WORK TO COMPLETE:
Each record has to be returned exactly as it appears.

AVAILABLE DATA:
* * * * * * *
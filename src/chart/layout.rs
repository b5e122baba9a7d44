//! Graph layout strategies for walker graph rendering.
//!
//! All layouts place vertices inside `[-1, 1] x [-1, 1]`. The hierarchical
//! layout ignores depth-first back edges, so walkers that revisit a node
//! still get a layered drawing. If layering fails anyway a force-directed
//! layout is used instead.

use crate::graph::WalkerGraph;
use crate::utils::config::FORCE_LAYOUT_ITERATIONS;
use crate::utils::error::RenderError;
use log::{debug, warn};
use petgraph::algo::toposort;
use petgraph::graph::{EdgeIndex, EdgeReference, NodeIndex};
use petgraph::visit::{EdgeFiltered, EdgeRef};
use petgraph::Direction;
use std::collections::{HashMap, HashSet, VecDeque};
use std::f64::consts::PI;
use std::fmt;
use std::str::FromStr;

/// Vertex positions keyed by node id
pub type Positions = HashMap<i64, (f64, f64)>;

/// Named layout strategies
#[derive(Debug, Clone, Copy, PartialEq, Eq)]
pub enum Layout {
    /// Layered top-down drawing, roots on top
    Hierarchical,
    /// Fruchterman-Reingold spring embedding
    ForceDirected,
    /// All vertices on one circle
    Circular,
    /// Concentric circles by distance from the roots
    Shell,
}

impl Layout {
    pub fn name(&self) -> &'static str {
        match self {
            Layout::Hierarchical => "hierarchical",
            Layout::ForceDirected => "force-directed",
            Layout::Circular => "circular",
            Layout::Shell => "shell",
        }
    }
}

impl fmt::Display for Layout {
    fn fmt(&self, f: &mut fmt::Formatter<'_>) -> fmt::Result {
        f.write_str(self.name())
    }
}

impl FromStr for Layout {
    type Err = RenderError;

    /// Accepts the strategy names plus the Graphviz/NetworkX names
    /// benchmark scripts commonly pass (`dot`, `spring`, `twopi`, ...)
    fn from_str(s: &str) -> Result<Self, Self::Err> {
        match s.to_ascii_lowercase().as_str() {
            "dot" | "hierarchical" => Ok(Layout::Hierarchical),
            "spring" | "neato" | "kamada_kawai" | "force" | "force-directed" => {
                Ok(Layout::ForceDirected)
            }
            "circular" | "circo" => Ok(Layout::Circular),
            "shell" | "twopi" => Ok(Layout::Shell),
            _ => Err(RenderError::UnknownLayout(s.to_string())),
        }
    }
}

/// Result of a layout run
#[derive(Debug, Clone)]
pub struct ComputedLayout {
    /// Strategy the caller asked for
    pub requested: Layout,

    /// Strategy that produced `positions`
    pub applied: Layout,

    pub positions: Positions,
}

impl ComputedLayout {
    pub fn fell_back(&self) -> bool {
        self.requested != self.applied
    }
}

/// Compute vertex positions with the requested strategy
///
/// **Public** - main entry point for layouts
///
/// A hierarchical request whose layering fails logs a warning and falls
/// back to the force-directed layout.
pub fn compute_layout(graph: &WalkerGraph, requested: Layout) -> ComputedLayout {
    let (applied, positions) = match requested {
        Layout::Hierarchical => match hierarchical_layout(graph) {
            Some(positions) => (Layout::Hierarchical, positions),
            None => {
                warn!(
                    "Hierarchical layout not available for this graph ({} nodes). Using force-directed layout.",
                    graph.node_count()
                );
                (Layout::ForceDirected, force_directed_layout(graph, FORCE_LAYOUT_ITERATIONS))
            }
        },
        Layout::ForceDirected => (
            Layout::ForceDirected,
            force_directed_layout(graph, FORCE_LAYOUT_ITERATIONS),
        ),
        Layout::Circular => (Layout::Circular, circular_layout(&graph.node_ids())),
        Layout::Shell => (Layout::Shell, shell_layout(graph)),
    };

    debug!(
        "Computed {} layout for {} nodes (requested {})",
        applied,
        positions.len(),
        requested
    );

    ComputedLayout {
        requested,
        applied,
        positions,
    }
}

/// Layered layout: layer = longest path from a root over forward edges
///
/// Back edges found by a depth-first search from the roots are left out of
/// the layering, which makes every graph acyclic first. Returns `None` only
/// if the remaining edges still cannot be ordered.
pub fn hierarchical_layout(graph: &WalkerGraph) -> Option<Positions> {
    let inner = graph.inner();
    let back = back_edges(graph);
    if !back.is_empty() {
        debug!("Ignoring {} back edges for layering", back.len());
    }

    let forward = EdgeFiltered::from_fn(inner, |edge: EdgeReference<'_, ()>| {
        !back.contains(&edge.id())
    });
    let order = toposort(&forward, None).ok()?;

    let mut layer_of: HashMap<NodeIndex, usize> = HashMap::new();
    for &index in &order {
        let layer = inner
            .edges_directed(index, Direction::Incoming)
            .filter(|edge| !back.contains(&edge.id()))
            .filter_map(|edge| layer_of.get(&edge.source()).map(|l| l + 1))
            .max()
            .unwrap_or(0);
        layer_of.insert(index, layer);
    }

    let depth = layer_of.values().copied().max().unwrap_or(0);
    let mut layers: Vec<Vec<i64>> = vec![Vec::new(); depth + 1];
    // Node indices follow insertion order, which keeps siblings left to right
    for index in inner.node_indices() {
        if let Some(&layer) = layer_of.get(&index) {
            layers[layer].push(inner[index]);
        }
    }

    let mut positions = Positions::new();
    for (layer, ids) in layers.iter().enumerate() {
        let y = if depth == 0 {
            0.0
        } else {
            1.0 - 2.0 * layer as f64 / depth as f64
        };
        for (slot, id) in ids.iter().enumerate() {
            positions.insert(*id, (spread(slot, ids.len()), y));
        }
    }

    Some(positions)
}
* * * * * * *
EXERCISE RESULT:
filename src/chart/layout.rs
repository b5e122baba9a7d44
//! Graph layout strategies for walker graph rendering.
//!
//! All layouts place vertices inside `[-1, 1] x [-1, 1]`. The hierarchical
//! layout ignores depth-first back edges, so walkers that revisit a node
//! still get a layered drawing. If layering fails anyway a force-directed
//! layout is used instead.

use crate::graph::WalkerGraph;
use crate::utils::config::FORCE_LAYOUT_ITERATIONS;
use crate::utils::error::RenderError;
use log::{debug, warn};
use petgraph::algo::toposort;
use petgraph::graph::{EdgeIndex, EdgeReference, NodeIndex};
use petgraph::visit::{EdgeFiltered, EdgeRef};
use petgraph::Direction;
use std::collections::{HashMap, HashSet, VecDeque};
use std::f64::consts::PI;
use std::fmt;
use std::str::FromStr;

/// Vertex positions keyed by node id
pub type Positions = HashMap<i64, (f64, f64)>;

/// Named layout strategies
#[derive(Debug, Clone, Copy, PartialEq, Eq)]
pub enum Layout {
    /// Layered top-down drawing, roots on top
    Hierarchical,
    /// Fruchterman-Reingold spring embedding
    ForceDirected,
    /// All vertices on one circle
    Circular,
    /// Concentric circles by distance from the roots
    Shell,
}

impl Layout {
    pub fn name(&self) -> &'static str {
        match self {
            Layout::Hierarchical => "hierarchical",
            Layout::ForceDirected => "force-directed",
            Layout::Circular => "circular",
            Layout::Shell => "shell",
        }
    }
}

impl fmt::Display for Layout {
    fn fmt(&self, f: &mut fmt::Formatter<'_>) -> fmt::Result {
        f.write_str(self.name())
    }
}

impl FromStr for Layout {
    type Err = RenderError;

    /// Accepts the strategy names plus the Graphviz/NetworkX names
    /// benchmark scripts commonly pass (`dot`, `spring`, `twopi`, ...)
    fn from_str(s: &str) -> Result<Self, Self::Err> {
        match s.to_ascii_lowercase().as_str() {
            "dot" | "hierarchical" => Ok(Layout::Hierarchical),
            "spring" | "neato" | "kamada_kawai" | "force" | "force-directed" => {
                Ok(Layout::ForceDirected)
            }
            "circular" | "circo" => Ok(Layout::Circular),
            "shell" | "twopi" => Ok(Layout::Shell),
            _ => Err(RenderError::UnknownLayout(s.to_string())),
        }
    }
}

/// Result of a layout run
#[derive(Debug, Clone)]
pub struct ComputedLayout {
    /// Strategy the caller asked for
    pub requested: Layout,

    /// Strategy that produced `positions`
    pub applied: Layout,

    pub positions: Positions,
}

impl ComputedLayout {
    pub fn fell_back(&self) -> bool {
        self.requested != self.applied
    }
}

/// Compute vertex positions with the requested strategy
///
/// **Public** - main entry point for layouts
///
/// A hierarchical request whose layering fails logs a warning and falls
/// back to the force-directed layout.
pub fn compute_layout(graph: &WalkerGraph, requested: Layout) -> ComputedLayout {
    let (applied, positions) = match requested {
        Layout::Hierarchical => match hierarchical_layout(graph) {
            Some(positions) => (Layout::Hierarchical, positions),
            None => {
                warn!(
                    "Hierarchical layout not available for this graph ({} nodes). Using force-directed layout.",
                    graph.node_count()
                );
                (Layout::ForceDirected, force_directed_layout(graph, FORCE_LAYOUT_ITERATIONS))
            }
        },
        Layout::ForceDirected => (
            Layout::ForceDirected,
            force_directed_layout(graph, FORCE_LAYOUT_ITERATIONS),
        ),
        Layout::Circular => (Layout::Circular, circular_layout(&graph.node_ids())),
        Layout::Shell => (Layout::Shell, shell_layout(graph)),
    };

    debug!(
        "Computed {} layout for {} nodes (requested {})",
        applied,
        positions.len(),
        requested
    );

    ComputedLayout {
        requested,
        applied,
        positions,
    }
}

/// Layered layout: layer = longest path from a root over forward edges
///
/// Back edges found by a depth-first search from the roots are left out of
/// the layering, which makes every graph acyclic first. Returns `None` only
/// if the remaining edges still cannot be ordered.
pub fn hierarchical_layout(graph: &WalkerGraph) -> Option<Positions> {
    let inner = graph.inner();
    let back = back_edges(graph);
    if !back.is_empty() {
        debug!("Ignoring {} back edges for layering", back.len());
    }

    let forward = EdgeFiltered::from_fn(inner, |edge: EdgeReference<'_, ()>| {
        !back.contains(&edge.id())
    });
    let order = toposort(&forward, None).ok()?;

    let mut layer_of: HashMap<NodeIndex, usize> = HashMap::new();
    for &index in &order {
        let layer = inner
            .edges_directed(index, Direction::Incoming)
            .filter(|edge| !back.contains(&edge.id()))
            .filter_map(|edge| layer_of.get(&edge.source()).map(|l| l + 1))
            .max()
            .unwrap_or(0);
        layer_of.insert(index, layer);
    }

    let depth = layer_of.values().copied().max().unwrap_or(0);
    let mut layers: Vec<Vec<i64>> = vec![Vec::new(); depth + 1];
    // Node indices follow insertion order, which keeps siblings left to right
    for index in inner.node_indices() {
        if let Some(&layer) = layer_of.get(&index) {
            layers[layer].push(inner[index]);
        }
    }

    let mut positions = Positions::new();
    for (layer, ids) in layers.iter().enumerate() {
        let y = if depth == 0 {
            0.0
        } else {
            1.0 - 2.0 * layer as f64 / depth as f64
        };
        for (slot, id) in ids.iter().enumerate() {
            positions.insert(*id, (spread(slot, ids.len()), y));
        }
    }

    Some(positions)
}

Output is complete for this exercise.